South Africa metal workers begin indefinite strike

October 5, 2021
| Report Focus News
by

South Africa’s biggest engineering metalworkers union on Tuesday launched an indefinite strike seeking pay raises that threatens to choke supplies of parts to make new cars and accessories, industry and union officials said.

With around 155,000 members organised in the sector, the National Union of Metalworkers of South Africa (NUMSA has called for a total shutdown of the country’s engineering industry after wage hike talks with employer bodies became deadlocked and arbitration failed.

“We are left with no choice but to strike and to withhold our labour indefinitely until the bosses give into our just demands,” NUMSA said in a statement.

The union, which planned a series of marches and rallies across the country on Tuesday, had sought an 8% across-the-board wage rise in the first year of a pay deal, and an increase equal to the rate of inflation plus 2% for the following two years. Headline consumer price inflation in Africa’s most industrialised country rose to 4.9% year on year in August.

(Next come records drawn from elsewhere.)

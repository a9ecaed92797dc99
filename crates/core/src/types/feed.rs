//! Feed data structures

use super::common::FeedId;
use super::item::FeedItem;
use chrono::{DateTime, Utc};
use serde::{Deserialize, Serialize};

/// Download URL prefix marking a feed built from local files
pub const LOCAL_FEED_PREFIX: &str = "local:";

/// Type of feed format
#[derive(Debug, Clone, Copy, Default, PartialEq, Eq, Serialize, Deserialize)]
#[serde(rename_all = "lowercase")]
pub enum FeedType {
    /// RSS 2.0 feed
    Rss,
    /// Atom feed
    Atom,
    /// Unknown or unsupported format
    #[default]
    Unknown,
}

/// Per-feed user preferences
#[derive(Debug, Clone, PartialEq, Eq, Serialize, Deserialize)]
#[serde(default)]
pub struct FeedPreferences {
    /// Download new episodes automatically
    pub auto_download: bool,
    /// Include this feed in refreshes
    pub keep_updated: bool,
    /// HTTP auth user name
    pub username: Option<String>,
    /// HTTP auth password
    pub password: Option<String>,
}

impl Default for FeedPreferences {
    fn default() -> Self {
        Self {
            auto_download: false,
            keep_updated: true,
            username: None,
            password: None,
        }
    }
}

impl FeedPreferences {
    /// Returns true if `other` carries different credentials
    ///
    /// Only credentials travel with a refresh; everything else is a
    /// purely local choice.
    pub fn has_changed_credentials(&self, other: &FeedPreferences) -> bool {
        self.username != other.username || self.password != other.password
    }

    /// Adopts the credentials of `other`
    pub fn update_from(&mut self, other: &FeedPreferences) {
        self.username = other.username.clone();
        self.password = other.password.clone();
    }
}

/// A subscribed podcast and its episodes
#[derive(Debug, Clone, PartialEq, Eq, Serialize, Deserialize)]
pub struct Feed {
    /// Store-assigned id, `FeedId::UNSAVED` before the first commit
    #[serde(default)]
    pub id: FeedId,
    /// URL the feed is fetched from
    pub download_url: String,
    /// Explicit feed identifier, overrides the URL as identity
    #[serde(default)]
    pub feed_identifier: Option<String>,
    /// Feed title
    pub title: String,
    /// Website link
    #[serde(default)]
    pub link: Option<String>,
    /// Feed description
    #[serde(default)]
    pub description: Option<String>,
    /// Feed language
    #[serde(default)]
    pub language: Option<String>,
    /// Feed author
    #[serde(default)]
    pub author: Option<String>,
    /// Cover image URL
    #[serde(default)]
    pub image_url: Option<String>,
    /// Episodes, newest first by convention
    #[serde(default)]
    pub items: Vec<FeedItem>,
    /// Page this item list came from (0 for the first page)
    #[serde(default)]
    pub page_nr: u32,
    /// Whether the feed is split across pages
    #[serde(default)]
    pub paged: bool,
    /// Cursor to the next page
    #[serde(default)]
    pub next_page_link: Option<String>,
    /// Time of the last successful refresh
    #[serde(default)]
    pub last_update: Option<DateTime<Utc>>,
    /// Set when the last refresh failed
    #[serde(default)]
    pub last_update_failed: bool,
    /// Format of the feed document
    #[serde(default)]
    pub feed_type: FeedType,
    /// User preferences for this feed
    #[serde(default)]
    pub preferences: FeedPreferences,
}

impl Feed {
    /// Creates a new, unsaved feed
    pub fn new(download_url: impl Into<String>, title: impl Into<String>) -> Self {
        Self {
            id: FeedId::UNSAVED,
            download_url: download_url.into(),
            feed_identifier: None,
            title: title.into(),
            link: None,
            description: None,
            language: None,
            author: None,
            image_url: None,
            items: Vec::new(),
            page_nr: 0,
            paged: false,
            next_page_link: None,
            last_update: None,
            last_update_failed: false,
            feed_type: FeedType::Unknown,
            preferences: FeedPreferences::default(),
        }
    }

    /// Value used to find this feed before it has an id
    pub fn identifying_value(&self) -> &str {
        match self.feed_identifier.as_deref() {
            Some(identifier) if !identifier.is_empty() => identifier,
            _ => &self.download_url,
        }
    }

    /// Returns true for feeds built from local files
    pub fn is_local(&self) -> bool {
        self.download_url.starts_with(LOCAL_FEED_PREFIX)
    }

    /// Returns the number of items in the feed
    pub fn item_count(&self) -> usize {
        self.items.len()
    }

    /// Returns true if the feed has no items
    pub fn is_empty(&self) -> bool {
        self.items.is_empty()
    }

    /// Adds an item to the feed
    pub fn add_item(&mut self, item: FeedItem) {
        self.items.push(item);
    }

    /// Sorts items by publication date (newest first, undated last)
    ///
    /// The sort is stable, so items sharing a date keep their order.
    /// Undated episodes cannot be placed in time, so a merge inserts them
    /// after every dated episode of the same batch.
    pub fn sort_by_date(&mut self) {
        self.items.sort_by(|a, b| match (&b.pub_date, &a.pub_date) {
            (Some(b_date), Some(a_date)) => b_date.cmp(a_date),
            (Some(_), None) => std::cmp::Ordering::Greater,
            (None, Some(_)) => std::cmp::Ordering::Less,
            (None, None) => std::cmp::Ordering::Equal,
        });
    }

    /// Index of the item with the latest publication date
    ///
    /// The first of several equally recent items wins. `None` when no
    /// item is dated.
    pub fn most_recent_index(&self) -> Option<usize> {
        let mut best: Option<(usize, DateTime<Utc>)> = None;
        for (idx, item) in self.items.iter().enumerate() {
            if let Some(date) = item.pub_date {
                if best.map_or(true, |(_, best_date)| date > best_date) {
                    best = Some((idx, date));
                }
            }
        }
        best.map(|(idx, _)| idx)
    }

    /// Publication date of the most recent item
    pub fn most_recent_date(&self) -> Option<DateTime<Utc>> {
        self.most_recent_index()
            .and_then(|idx| self.items[idx].pub_date)
    }

    /// Returns true if `other` carries different feed-level attributes
    pub fn has_changed_attributes(&self, other: &Feed) -> bool {
        self.title != other.title
            || self.feed_identifier != other.feed_identifier
            || self.link != other.link
            || self.description != other.description
            || self.language != other.language
            || self.author != other.author
            || self.image_url != other.image_url
            || (other.paged && !self.paged)
            || self.next_page_link != other.next_page_link
    }

    /// Adopts feed-level attributes from `other`, keeping identity and items
    pub fn update_from(&mut self, other: &Feed) {
        if !other.title.is_empty() {
            self.title = other.title.clone();
        }
        if other.feed_identifier.is_some() {
            self.feed_identifier = other.feed_identifier.clone();
        }
        if other.link.is_some() {
            self.link = other.link.clone();
        }
        if other.description.is_some() {
            self.description = other.description.clone();
        }
        if other.language.is_some() {
            self.language = other.language.clone();
        }
        if other.author.is_some() {
            self.author = other.author.clone();
        }
        if other.image_url.is_some() {
            self.image_url = other.image_url.clone();
        }
        if other.paged {
            self.paged = true;
        }
        self.next_page_link = other.next_page_link.clone();
    }

    /// Finds an item by identity
    pub fn find_item(&self, wanted: &FeedItem) -> Option<usize> {
        self.items.iter().position(|item| item.same_identity(wanted))
    }
}

#[cfg(test)]
mod tests {
    use super::*;
    use chrono::TimeZone;

    fn day(d: u32) -> DateTime<Utc> {
        Utc.with_ymd_and_hms(2024, 1, d, 12, 0, 0).unwrap()
    }

    #[test]
    fn test_feed_creation() {
        let feed = Feed::new("http://example.com/feed", "Test Feed");
        assert_eq!(feed.title, "Test Feed");
        assert_eq!(feed.feed_type, FeedType::Unknown);
        assert!(!feed.id.is_saved());
        assert!(feed.is_empty());
    }

    #[test]
    fn test_identifying_value() {
        let mut feed = Feed::new("http://example.com/feed", "T");
        assert_eq!(feed.identifying_value(), "http://example.com/feed");
        feed.feed_identifier = Some(String::new());
        assert_eq!(feed.identifying_value(), "http://example.com/feed");
        feed.feed_identifier = Some("urn:feed:1".to_string());
        assert_eq!(feed.identifying_value(), "urn:feed:1");
    }

    #[test]
    fn test_is_local() {
        assert!(Feed::new("local:/music", "L").is_local());
        assert!(!Feed::new("https://example.com", "R").is_local());
    }

    #[test]
    fn test_sort_by_date_newest_first_stable() {
        let mut feed = Feed::new("u", "t");
        feed.add_item(FeedItem::new("undated"));
        feed.add_item(FeedItem::new("old").with_pub_date(day(1)));
        feed.add_item(FeedItem::new("tie-a").with_pub_date(day(5)));
        feed.add_item(FeedItem::new("tie-b").with_pub_date(day(5)));
        feed.add_item(FeedItem::new("mid").with_pub_date(day(3)));

        feed.sort_by_date();

        let titles: Vec<_> = feed.items.iter().map(|i| i.title.as_str()).collect();
        assert_eq!(titles, vec!["tie-a", "tie-b", "mid", "old", "undated"]);
    }

    #[test]
    fn test_most_recent() {
        let mut feed = Feed::new("u", "t");
        assert_eq!(feed.most_recent_index(), None);

        feed.add_item(FeedItem::new("a").with_pub_date(day(2)));
        feed.add_item(FeedItem::new("b").with_pub_date(day(9)));
        feed.add_item(FeedItem::new("c").with_pub_date(day(9)));
        feed.add_item(FeedItem::new("d"));

        assert_eq!(feed.most_recent_index(), Some(1));
        assert_eq!(feed.most_recent_date(), Some(day(9)));
    }

    #[test]
    fn test_attribute_compare_and_update() {
        let mut stored = Feed::new("u", "Old");
        stored.id = FeedId::new(5);
        let mut incoming = Feed::new("u", "New");
        incoming.description = Some("desc".to_string());

        assert!(stored.has_changed_attributes(&incoming));
        stored.update_from(&incoming);
        assert!(!stored.has_changed_attributes(&incoming));
        assert_eq!(stored.title, "New");
        assert_eq!(stored.id, FeedId::new(5));
    }

    #[test]
    fn test_preferences_compare_credentials_only() {
        let stored = FeedPreferences::default();
        let mut other = FeedPreferences {
            auto_download: true,
            ..FeedPreferences::default()
        };
        assert!(!stored.has_changed_credentials(&other));

        other.username = Some("alice".to_string());
        assert!(stored.has_changed_credentials(&other));

        let mut stored = stored;
        stored.update_from(&other);
        assert_eq!(stored.username.as_deref(), Some("alice"));
        assert!(!stored.auto_download);
    }

    #[test]
    fn test_find_item() {
        let mut feed = Feed::new("u", "t");
        feed.add_item(FeedItem::new("a").with_identifier("g1"));
        feed.add_item(FeedItem::new("b").with_identifier("g2"));
        assert_eq!(feed.find_item(&FeedItem::new("x").with_identifier("g2")), Some(1));
        assert_eq!(feed.find_item(&FeedItem::new("x").with_identifier("g3")), None);
    }
}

But industry body Steel and Engineering Industries Federation of Southern Africa (SEIFSA) has offered a 4.4% hike for 2021, inflation plus 0.5% in 2022 and inflation plus 1% in the third year.

“We urge parties to speedily resolve the impasse and prevent long-term damage and possible line stoppages to vehicles being assembled in SA and abroad,” Renai Moothilal, executive director at the National Association of Automotive Component and Allied Manufacturers (NAACAM), told Reuters.

Pummelled during the COVID-19 pandemic, South Africa’s export-focussed automotive sector has seven major car brands including Ford, BMW and Nissan with local plants that assembled 631,983 vehicles in 2019.

“If it’s a prolonged strike of more than one week then it’s definitely going to start having an impact on some of the supply elements and that’s when disruptions can take place,” said Mark Roberts, a lead convenor at the Retail Motor Industry Association.